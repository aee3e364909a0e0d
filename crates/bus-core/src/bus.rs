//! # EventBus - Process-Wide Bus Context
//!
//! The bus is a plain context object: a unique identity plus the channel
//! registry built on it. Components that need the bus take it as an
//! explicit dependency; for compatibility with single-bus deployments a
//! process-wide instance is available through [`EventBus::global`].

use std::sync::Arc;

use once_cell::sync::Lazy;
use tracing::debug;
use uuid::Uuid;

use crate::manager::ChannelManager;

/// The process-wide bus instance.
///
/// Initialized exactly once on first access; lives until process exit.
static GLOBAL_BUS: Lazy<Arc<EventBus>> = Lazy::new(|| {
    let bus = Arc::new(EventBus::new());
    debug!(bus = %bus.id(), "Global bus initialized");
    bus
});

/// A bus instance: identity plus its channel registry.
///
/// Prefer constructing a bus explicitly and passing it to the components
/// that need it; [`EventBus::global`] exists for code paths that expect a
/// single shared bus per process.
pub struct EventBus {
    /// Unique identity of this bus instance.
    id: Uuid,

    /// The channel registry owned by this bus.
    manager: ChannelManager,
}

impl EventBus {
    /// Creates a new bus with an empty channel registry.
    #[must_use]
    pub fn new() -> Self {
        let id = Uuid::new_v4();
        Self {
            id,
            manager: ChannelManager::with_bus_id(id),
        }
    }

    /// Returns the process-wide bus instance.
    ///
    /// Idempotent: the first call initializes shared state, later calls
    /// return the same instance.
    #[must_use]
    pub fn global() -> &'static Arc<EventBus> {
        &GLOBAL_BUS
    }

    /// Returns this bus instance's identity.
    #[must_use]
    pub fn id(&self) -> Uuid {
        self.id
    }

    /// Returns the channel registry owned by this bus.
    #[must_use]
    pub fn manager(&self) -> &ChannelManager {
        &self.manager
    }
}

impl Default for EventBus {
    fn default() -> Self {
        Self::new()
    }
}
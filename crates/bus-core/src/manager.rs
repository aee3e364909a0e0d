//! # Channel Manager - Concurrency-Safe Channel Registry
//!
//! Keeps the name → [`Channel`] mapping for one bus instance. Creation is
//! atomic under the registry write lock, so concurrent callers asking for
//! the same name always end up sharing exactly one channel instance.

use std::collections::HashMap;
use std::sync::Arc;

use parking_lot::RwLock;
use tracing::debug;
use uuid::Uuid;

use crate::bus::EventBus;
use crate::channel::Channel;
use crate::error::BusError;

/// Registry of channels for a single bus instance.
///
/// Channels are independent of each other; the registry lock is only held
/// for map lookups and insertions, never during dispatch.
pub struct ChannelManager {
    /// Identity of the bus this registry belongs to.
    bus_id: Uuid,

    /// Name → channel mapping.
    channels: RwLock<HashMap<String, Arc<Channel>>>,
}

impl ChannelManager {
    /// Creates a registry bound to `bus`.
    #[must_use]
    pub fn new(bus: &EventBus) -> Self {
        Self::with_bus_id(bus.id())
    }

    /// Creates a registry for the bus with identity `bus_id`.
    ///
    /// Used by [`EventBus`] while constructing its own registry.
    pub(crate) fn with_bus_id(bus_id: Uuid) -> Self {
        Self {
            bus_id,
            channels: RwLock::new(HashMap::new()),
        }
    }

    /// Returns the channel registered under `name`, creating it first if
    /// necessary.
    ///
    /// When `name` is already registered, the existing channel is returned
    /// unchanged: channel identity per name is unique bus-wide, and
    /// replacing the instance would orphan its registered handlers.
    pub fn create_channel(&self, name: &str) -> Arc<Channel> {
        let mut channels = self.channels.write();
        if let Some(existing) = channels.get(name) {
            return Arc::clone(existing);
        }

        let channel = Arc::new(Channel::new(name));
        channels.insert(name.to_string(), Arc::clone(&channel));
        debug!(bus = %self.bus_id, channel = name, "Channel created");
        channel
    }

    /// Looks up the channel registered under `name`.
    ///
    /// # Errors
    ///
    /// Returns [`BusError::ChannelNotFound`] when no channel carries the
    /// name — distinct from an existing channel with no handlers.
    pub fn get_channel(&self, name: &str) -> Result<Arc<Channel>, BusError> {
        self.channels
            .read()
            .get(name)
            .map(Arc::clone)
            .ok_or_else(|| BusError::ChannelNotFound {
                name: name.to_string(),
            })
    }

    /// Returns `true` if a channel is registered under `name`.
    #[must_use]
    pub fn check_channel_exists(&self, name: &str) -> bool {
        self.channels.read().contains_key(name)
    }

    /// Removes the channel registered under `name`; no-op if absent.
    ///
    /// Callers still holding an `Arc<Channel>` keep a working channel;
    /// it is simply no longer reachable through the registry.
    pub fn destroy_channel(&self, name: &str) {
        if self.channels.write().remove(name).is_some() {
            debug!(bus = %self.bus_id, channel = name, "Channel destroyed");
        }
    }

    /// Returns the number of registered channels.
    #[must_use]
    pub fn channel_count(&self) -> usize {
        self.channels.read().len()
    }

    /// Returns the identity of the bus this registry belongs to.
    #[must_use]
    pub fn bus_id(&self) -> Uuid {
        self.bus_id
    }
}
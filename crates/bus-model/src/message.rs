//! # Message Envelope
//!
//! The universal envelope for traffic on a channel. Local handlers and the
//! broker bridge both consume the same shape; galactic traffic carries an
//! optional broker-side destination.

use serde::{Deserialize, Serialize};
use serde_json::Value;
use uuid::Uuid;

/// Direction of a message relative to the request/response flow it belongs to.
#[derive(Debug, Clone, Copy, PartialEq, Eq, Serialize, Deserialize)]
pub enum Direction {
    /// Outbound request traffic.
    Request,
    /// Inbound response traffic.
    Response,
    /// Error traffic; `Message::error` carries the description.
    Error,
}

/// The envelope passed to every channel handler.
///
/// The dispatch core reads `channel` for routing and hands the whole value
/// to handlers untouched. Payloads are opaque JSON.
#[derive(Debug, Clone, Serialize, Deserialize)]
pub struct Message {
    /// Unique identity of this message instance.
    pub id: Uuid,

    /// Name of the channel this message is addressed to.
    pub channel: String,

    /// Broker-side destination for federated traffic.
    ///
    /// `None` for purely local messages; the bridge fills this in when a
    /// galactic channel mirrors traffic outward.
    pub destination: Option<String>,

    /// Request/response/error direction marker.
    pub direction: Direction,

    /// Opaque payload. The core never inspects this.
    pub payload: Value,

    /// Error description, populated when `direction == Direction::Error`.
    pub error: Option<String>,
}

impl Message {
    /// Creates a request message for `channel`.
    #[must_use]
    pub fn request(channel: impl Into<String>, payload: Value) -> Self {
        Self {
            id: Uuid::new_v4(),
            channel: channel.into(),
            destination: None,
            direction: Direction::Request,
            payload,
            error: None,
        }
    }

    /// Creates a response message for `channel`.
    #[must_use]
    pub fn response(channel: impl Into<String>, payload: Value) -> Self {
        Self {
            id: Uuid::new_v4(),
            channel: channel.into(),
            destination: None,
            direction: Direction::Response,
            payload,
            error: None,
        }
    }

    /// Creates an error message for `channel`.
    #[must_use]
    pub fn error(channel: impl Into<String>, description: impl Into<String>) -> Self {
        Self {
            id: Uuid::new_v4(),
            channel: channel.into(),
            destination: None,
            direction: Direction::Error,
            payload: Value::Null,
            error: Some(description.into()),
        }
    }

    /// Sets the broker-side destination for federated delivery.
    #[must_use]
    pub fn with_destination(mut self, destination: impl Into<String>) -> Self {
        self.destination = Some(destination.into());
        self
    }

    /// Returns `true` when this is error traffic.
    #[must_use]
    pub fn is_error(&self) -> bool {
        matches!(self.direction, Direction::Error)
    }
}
--------------------
*Brief*. Where does the string "crates" occur in the material? Copy every line where it does.

*Result of the task*.
filename crates/bus-core/src/bus.rs
filename crates/bus-core/src/manager.rs
filename crates/bus-model/src/message.rs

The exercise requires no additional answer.